The following is an excerpt from the book Violent Modernities: Cultural Lives of Law in the New India by Oishik Sircar. The book explores the complicated relationship between violence and in the modern societies, with a focus on India. Violent Modernities uses a critical legal perspective to show that law and violence in the New India share a deep intimacy, where one symbiotically feeds the other. The chapters in the book study the cultural sites of literature, cinema, people’s movements, popular media and the university to illustrate how law’s promises of emancipation and performances of violence live a life of entangled contradictions.
The following excerpt is from chapter three of the book titled ‘Bollywood’s Law: Cinema, Justice, and Collective Memory.’
The Work of Reconstructive Imagination
In 2013, a Bollywood film[1] called Kai Po Che (Kapoor 2013a)[2] received both popular and critical attention from audiences and commentators alike.
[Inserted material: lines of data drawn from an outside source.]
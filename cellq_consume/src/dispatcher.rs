use crate::dispatch_config::DispatchConfig;
use crate::handler::{Handler, Progress};
use cellq_core::{CellqError, Context, Job, JobResult, JobStage, Result};
use cellq_queue::{ConnectionManager, Connector, Publisher};
use futures::FutureExt;
use std::panic::AssertUnwindSafe;
use tracing::{debug, error, info, warn};

/// Counters of one `run_batch` call
#[derive(Debug, Clone, Copy, Default, PartialEq, Eq)]
pub struct BatchSummary {
    /// Messages taken off the job queue
    pub processed: usize,
    pub succeeded: usize,
    pub failed: usize,
    /// Polls that found the job queue empty
    pub idle_polls: usize,
}

/// Takes jobs off the job queue, runs them through a handler and publishes
/// exactly one result for each of them.
pub struct Dispatcher<C: Connector, H: Handler> {
    context: Context,
    config: DispatchConfig,
    link: ConnectionManager<C>,
    handler: H,
    publisher: Publisher,
}

impl<C: Connector, H: Handler> Dispatcher<C, H> {
    pub fn new(context: Context, link: ConnectionManager<C>, handler: H) -> Self {
        let publisher = Publisher::new(context.result_queue());
        Self {
            context,
            config: DispatchConfig::default(),
            link,
            handler,
            publisher,
        }
    }

    pub fn with_config(mut self, config: DispatchConfig) -> Self {
        self.config = config;
        self
    }

    pub fn link(&self) -> &ConnectionManager<C> {
        &self.link
    }

    pub fn handler(&self) -> &H {
        &self.handler
    }

    /// Process up to `max_jobs` messages, then return.
    ///
    /// Only broker faults end the batch early with an error; failing jobs
    /// are published as failures and counted.
    pub async fn run_batch(&mut self, max_jobs: usize) -> Result<BatchSummary> {
        let mut summary = BatchSummary::default();

        while summary.processed < max_jobs {
            match self.run_next().await? {
                Some(result) => {
                    summary.processed += 1;
                    if result.is_success() {
                        summary.succeeded += 1;
                    } else {
                        summary.failed += 1;
                    }
                }
                None => {
                    summary.idle_polls += 1;
                    if self
                        .config
                        .get_max_idle_polls()
                        .is_some_and(|max| summary.idle_polls >= max)
                    {
                        info!(idle_polls = %summary.idle_polls, "Job queue stayed empty, ending batch");
                        break;
                    }
                    debug!(queue = %self.context.job_queue(), "No job, waiting");
                    tokio::time::sleep(self.config.get_poll_interval()).await;
                }
            }
        }

        info!(
            processed = %summary.processed,
            succeeded = %summary.succeeded,
            failed = %summary.failed,
            "Batch finished"
        );
        Ok(summary)
    }

    /// Process at most one message and return the result that was published for it
    pub async fn run_next(&mut self) -> Result<Option<JobResult>> {
        // a failed reconnect is fatal, only a fault on a live connection is an empty poll
        self.link.ensure_connection().await?;
        let body = match self.link.dequeue(self.context.job_queue()).await {
            Ok(Some(body)) => body,
            Ok(None) => return Ok(None),
            Err(err) if err.is_connection_fault() => {
                warn!(error = %err, "Dequeue hit a broken connection");
                return Ok(None);
            }
            Err(err) => return Err(err),
        };

        let (result, progress) = self.run(&body).await;

        if let Err(err) = self.publisher.publish(&mut self.link, &result).await {
            let payload = result
                .encode()
                .map(|body| String::from_utf8_lossy(&body).into_owned())
                .unwrap_or_default();
            error!(
                job_id = %result.job_id(),
                error = %err,
                result = %payload,
                "Could not publish result"
            );
            return Err(err);
        }
        if let Some(mut progress) = progress {
            progress.advance(JobStage::Published);
        }
        info!(job_id = %result.job_id(), success = %result.is_success(), "Job finished");

        Ok(Some(result))
    }

    /// Turn one message into its result; never fails
    pub async fn process(&self, body: &[u8]) -> JobResult {
        self.run(body).await.0
    }

    /// The result of one message and, for a decoded job, where it got to
    async fn run(&self, body: &[u8]) -> (JobResult, Option<Progress>) {
        let job = match Job::decode(body, self.handler.kind()) {
            Ok(job) => job,
            Err(failure) => {
                let job_id = Job::peek_id(body);
                warn!(job_id = %job_id, error = %failure, "Rejected job message");
                return (JobResult::failure(job_id, &failure), None);
            }
        };

        let mut progress = Progress::received(&job.id);
        let outcome = AssertUnwindSafe(self.handler.handle(&job, &mut progress))
            .catch_unwind()
            .await;

        let result = match outcome {
            Ok(Ok(files)) => JobResult::success(&job.id, files),
            Ok(Err(CellqError::Job(failure))) => {
                warn!(job_id = %job.id, stage = %progress.stage(), error = %failure, "Job failed");
                progress.advance(JobStage::Failed);
                JobResult::failure(&job.id, &failure)
            }
            Ok(Err(err)) => {
                error!(job_id = %job.id, stage = %progress.stage(), error = ?err, "Job failed unexpectedly");
                progress.advance(JobStage::Failed);
                JobResult::unclassified(&job.id)
            }
            Err(panic) => {
                let reason = panic
                    .downcast_ref::<&str>()
                    .map(|msg| msg.to_string())
                    .or_else(|| panic.downcast_ref::<String>().cloned())
                    .unwrap_or_default();
                error!(job_id = %job.id, stage = %progress.stage(), panic = %reason, "Job panicked");
                progress.advance(JobStage::Failed);
                JobResult::unclassified(&job.id)
            }
        };
        (result, Some(progress))
    }
}
use cellq_core::Result;
use std::future::Future;

/// Something that can open fresh connections to the broker
pub trait Connector: Send + Sync {
    type Connection: QueueConnection;

    fn connect(&self) -> impl Future<Output = Result<Self::Connection>> + Send;
}

/// A single broker connection; unusable once `is_open` reports false
pub trait QueueConnection: Send {
    fn is_open(&self) -> bool;

    /// Take the oldest message from the queue without waiting for one
    fn pop(&mut self, queue: &str) -> impl Future<Output = Result<Option<Vec<u8>>>> + Send;

    /// Append a message to the queue
    fn push(&mut self, queue: &str, body: &[u8]) -> impl Future<Output = Result<()>> + Send;
}
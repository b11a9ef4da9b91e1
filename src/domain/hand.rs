use serde::{Deserialize, Serialize};

/// Улица раунда. Внутри раунда улица только растёт.
#[derive(Clone, Copy, Debug, Serialize, Deserialize, PartialEq, Eq, PartialOrd, Ord, Hash)]
#[serde(rename_all = "lowercase")]
pub enum Street {
    Preflop,
    Flop,
    Turn,
    River,
    Showdown,
}

impl Street {
    /// Следующая улица; Showdown терминальна.
    pub fn next(self) -> Option<Street> {
        match self {
            Street::Preflop => Some(Street::Flop),
            Street::Flop => Some(Street::Turn),
            Street::Turn => Some(Street::River),
            Street::River => Some(Street::Showdown),
            Street::Showdown => None,
        }
    }

    /// Сколько общих карт открывается при входе на улицу.
    pub fn cards_to_reveal(self) -> usize {
        match self {
            Street::Flop => 3,
            Street::Turn | Street::River => 1,
            Street::Preflop | Street::Showdown => 0,
        }
    }

    /// Сколько общих карт лежит на столе, когда улица уже идёт.
    pub fn board_len(self) -> usize {
        match self {
            Street::Preflop => 0,
            Street::Flop => 3,
            Street::Turn => 4,
            Street::River | Street::Showdown => 5,
        }
    }

    pub fn name(self) -> &'static str {
        match self {
            Street::Preflop => "preflop",
            Street::Flop => "flop",
            Street::Turn => "turn",
            Street::River => "river",
            Street::Showdown => "showdown",
        }
    }
}

/// Сила руки. Для движка это непрозрачный полный порядок,
/// значения заполняет `crate::eval`.
#[derive(Clone, Copy, Debug, Serialize, Deserialize, PartialEq, Eq, PartialOrd, Ord, Hash)]
pub struct HandRank(pub u32);
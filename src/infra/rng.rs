use rand::distributions::{Distribution, WeightedIndex};
use rand::rngs::{StdRng, ThreadRng};
use rand::seq::SliceRandom;
use rand::{thread_rng, Rng, SeedableRng};

use crate::engine::RandomSource;

/// `RandomSource` поверх любого генератора из `rand`.
/// Им тасуется колода у ведущего и им же выбирает ход `RandomPlayer`.
#[derive(Clone, Debug)]
pub struct RngSource<G> {
    rng: G,
}

impl<G: Rng> RngSource<G> {
    pub fn new(rng: G) -> Self {
        Self { rng }
    }
}

impl<G: Rng> RandomSource for RngSource<G> {
    fn shuffle<T>(&mut self, slice: &mut [T]) {
        slice.shuffle(&mut self.rng);
    }

    fn pick_weighted(&mut self, weights: &[u32]) -> Option<usize> {
        // Пустой список или одни нули – выбирать не из чего.
        let index = WeightedIndex::new(weights).ok()?;
        Some(index.sample(&mut self.rng))
    }

    fn pick_between(&mut self, low: u64, high: u64) -> u64 {
        if low >= high {
            return low;
        }
        self.rng.gen_range(low..=high)
    }
}

/// Системный RNG: для настоящих матчей.
pub type SystemRng = RngSource<ThreadRng>;

impl Default for SystemRng {
    fn default() -> Self {
        Self::new(thread_rng())
    }
}

/// Детерминированный RNG для тестов и реплея.
/// Одинаковый seed – одинаковые колоды и одинаковые решения ботов.
pub type DeterministicRng = RngSource<StdRng>;

impl DeterministicRng {
    pub fn from_seed(seed: u64) -> Self {
        Self::new(StdRng::seed_from_u64(seed))
    }
}
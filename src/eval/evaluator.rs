use std::cmp::Ordering;

use crate::domain::card::{Card, Rank};
use crate::domain::hand::HandRank;

use super::hand_rank::{encode, HandCategory};
use super::HandEvaluator;

/// Оценщик по умолчанию: лучшая 5-карточная комбинация из всех карт руки.
#[derive(Clone, Copy, Debug, Default)]
pub struct BestHandEvaluator;

impl HandEvaluator for BestHandEvaluator {
    fn rank(&self, cards: &[Card]) -> HandRank {
        evaluate_best_hand(cards)
    }
}

/// Вычислить лучшую руку из произвольного набора карт (обычно 2 hole + 5 board).
///
/// Для 5 и меньше карт оценивается сам набор, иначе перебираются все 5-карточные подмножества.
pub fn evaluate_best_hand(cards: &[Card]) -> HandRank {
    let n = cards.len();
    if n <= 5 {
        return evaluate_five(cards);
    }

    let mut best = HandRank(0);
    let mut five = Vec::with_capacity(5);
    for mask in 0u32..(1u32 << n) {
        if mask.count_ones() != 5 {
            continue;
        }
        five.clear();
        five.extend((0..n).filter(|i| mask & (1 << i) != 0).map(|i| cards[i]));
        best = best.max(evaluate_five(&five));
    }
    best
}

/// Сравнить две руки (hole + board) по силе.
pub fn compare_hands(a: &[Card], b: &[Card]) -> Ordering {
    evaluate_best_hand(a).cmp(&evaluate_best_hand(b))
}

/// Оценка набора не больше чем из 5 карт.
fn evaluate_five(cards: &[Card]) -> HandRank {
    let mut counts = [0u8; 15];
    for card in cards {
        counts[card.rank.value() as usize] += 1;
    }

    // (количество, ранг): сначала по количеству, потом по рангу – оба по убыванию.
    let mut groups: Vec<(u8, Rank)> = Vec::with_capacity(5);
    for value in (2u8..=14).rev() {
        let count = counts[value as usize];
        if count == 0 {
            continue;
        }
        if let Some(rank) = Rank::from_value(value) {
            groups.push((count, rank));
        }
    }
    groups.sort_by(|a, b| b.0.cmp(&a.0).then_with(|| b.1.cmp(&a.1)));

    let ranks: Vec<Rank> = groups.iter().map(|&(_, r)| r).collect();
    let pattern: Vec<u8> = groups.iter().map(|&(c, _)| c).collect();

    let full_five = cards.len() == 5;
    let is_flush = full_five && cards.iter().all(|c| c.suit == cards[0].suit);
    let straight_high = if full_five && groups.len() == 5 {
        straight_high_card(&ranks)
    } else {
        None
    };

    match (straight_high, is_flush, pattern.as_slice()) {
        (Some(high), true, _) => encode(HandCategory::StraightFlush, &[high]),
        (_, _, [4, ..]) => encode(HandCategory::FourOfAKind, &ranks),
        (_, _, [3, 2]) => encode(HandCategory::FullHouse, &ranks),
        (_, true, _) => encode(HandCategory::Flush, &ranks),
        (Some(high), false, _) => encode(HandCategory::Straight, &[high]),
        (_, _, [3, ..]) => encode(HandCategory::ThreeOfAKind, &ranks),
        (_, _, [2, 2, ..]) => encode(HandCategory::TwoPair, &ranks),
        (_, _, [2, ..]) => encode(HandCategory::OnePair, &ranks),
        _ => encode(HandCategory::HighCard, &ranks),
    }
}

/// Старшая карта стрита для 5 разных рангов по убыванию.
/// Wheel (A2345) – стрит до пятёрки.
fn straight_high_card(desc: &[Rank]) -> Option<Rank> {
    let values: Vec<u8> = desc.iter().map(|r| r.value()).collect();
    if values == [14, 5, 4, 3, 2] {
        return Some(Rank::Five);
    }
    if values.first()? - values.last()? == 4 {
        return Some(desc[0]);
    }
    None
}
The retelling of the 2002 anti-Muslim pogrom in Gujarat—a sophisticatedly planned ethnocide that targetted Muslims, unlike its popular characterization as a riot, which is spontaneously provoked mob violence[3] —is part of the fi lm’s fictional plot and cathartic closure, and was one of the major reasons for this attention. While on the one hand, it was praised for taking a sensitive look at the pogrom and spoke of friendship, hope, and forgiveness in the midst of mindless religious hatred (Patel 2013), on the other hand, there was a lot of criticism about the cunning ways in which the film avoided questions of accountability, downplayed the enormity of the event, even as it acknowledged the trauma (Janmohamed 2013). When I first watched it on a pirated DVD in Melbourne, I felt that the film, in its narrative and aesthetic reconstructions of the pogrom, revealed—more than concealed—the workings of a nationalist, secularist, and developmentalist rationality in postcolonial India that has come to texture the mnemohistories of collective memory of the pogrom. As I read it, not only did the film not depict the violence in all its nuances (which was the standard critique), it also glorified love for the New India—a neoliberal and Hindu nation (a key element of Hindu right-wing discourse which provided the ideological justification for the violence) as the panacea for everyone who was affected by it. To put it simply, I, too, felt that the film lacked in its retelling of the events of 2002.
A few months after the film’s release, a PIL was filed in the Gujarat High Court in Ahmedabad, demanding that its clearance by the Central Board of Film Certification (CBFC) in India be cancelled.[4] The CBFC had rated the film ‘U’, making it universally eligible for viewing without any age restriction. A news headline reporting the incident read: ‘PIL against Kai Po Che for “biased” portrayal of Gujarat riots’ (The Times of India , 3 May 2013). The petitioners, a lawyer named Bhautik Bhatt and another applicant, took issue with the representation of the 2002 violence in the film for its anti-Hindu bias. As the judgement noted, the two reasons for which the petitioners approached the court were: first, ‘the film defames group of a certain community, in the guise that the members of the minority community were victimized’; and second, ‘the fi lm does not approach the topic evenhandedly and projects one community being more responsible than the other’ ( Bhautik Vijaykumar Bhatt vs Central Board of Film Certification , 23 September 2014: 1).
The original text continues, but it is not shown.